## Recorded information:
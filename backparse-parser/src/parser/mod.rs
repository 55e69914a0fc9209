use std::io;

use backparse_grammar::{Grammar, Symbol};

use self::{bottomup::BottomUp, error::ParseResult, topdown::TopDown, traits::GrammarSymbol};

pub(crate) mod bottomup;
mod config;
pub(crate) mod error;
mod input;
pub(crate) mod topdown;
mod trace;
pub(crate) mod traits;
pub(crate) mod validate;

#[cfg(test)]
mod tests;

/// Validates `grammar` for top-down parsing and parses `input` with it.
///
/// Returns the left parse of the first derivation found. When `trace_sink` is
/// given every configuration is written to it, one per line.
///
/// Input symbols are checked only when the parser reads them. The top-down
/// parser reads a symbol only to match it against a terminal of the frontier,
/// so an input can fail with [`NoDerivation`] here while
/// [`bottomup_backtrack_parse`], which shifts every symbol it reaches, reports
/// the bad symbol instead. For `S -> ab` and the input `bc` this parser never
/// reads `c`.
///
/// [`NoDerivation`]: crate::ParseError::NoDerivation
pub fn topdown_backtrack_parse<V, T, I>(
    grammar: &Grammar<V, T>,
    input: I,
    trace_sink: Option<&mut dyn io::Write>,
) -> ParseResult<Vec<usize>>
where
    V: GrammarSymbol,
    T: GrammarSymbol,
    I: IntoIterator<Item = Symbol<V, T>>,
{
    let parser = TopDown::new(grammar)?;

    match trace_sink {
        Some(sink) => parser.parse_traced(input, sink),
        None => parser.parse(input),
    }
}

/// Validates `grammar` for bottom-up parsing and parses `input` with it.
///
/// Returns the productions of the first rightmost derivation found, in the
/// order they are applied. When `trace_sink` is given every configuration is
/// written to it, one per line.
///
/// Input symbols are checked only when the parser reads them. The bottom-up
/// parser shifts every symbol before it can reduce, so it may report a
/// [`NotATerminal`] or [`UnknownTerminal`] error for an input on which
/// [`topdown_backtrack_parse`] fails earlier with [`NoDerivation`].
///
/// [`NotATerminal`]: crate::ParseError::NotATerminal
/// [`UnknownTerminal`]: crate::ParseError::UnknownTerminal
/// [`NoDerivation`]: crate::ParseError::NoDerivation
pub fn bottomup_backtrack_parse<V, T, I>(
    grammar: &Grammar<V, T>,
    input: I,
    trace_sink: Option<&mut dyn io::Write>,
) -> ParseResult<Vec<usize>>
where
    V: GrammarSymbol,
    T: GrammarSymbol,
    I: IntoIterator<Item = Symbol<V, T>>,
{
    let parser = BottomUp::new(grammar)?;

    match trace_sink {
        Some(sink) => parser.parse_traced(input, sink),
        None => parser.parse(input),
    }
}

## Task brief:
Count every line above that includes the string "parses", and answer with the count only.

## Answer for this exercise:
2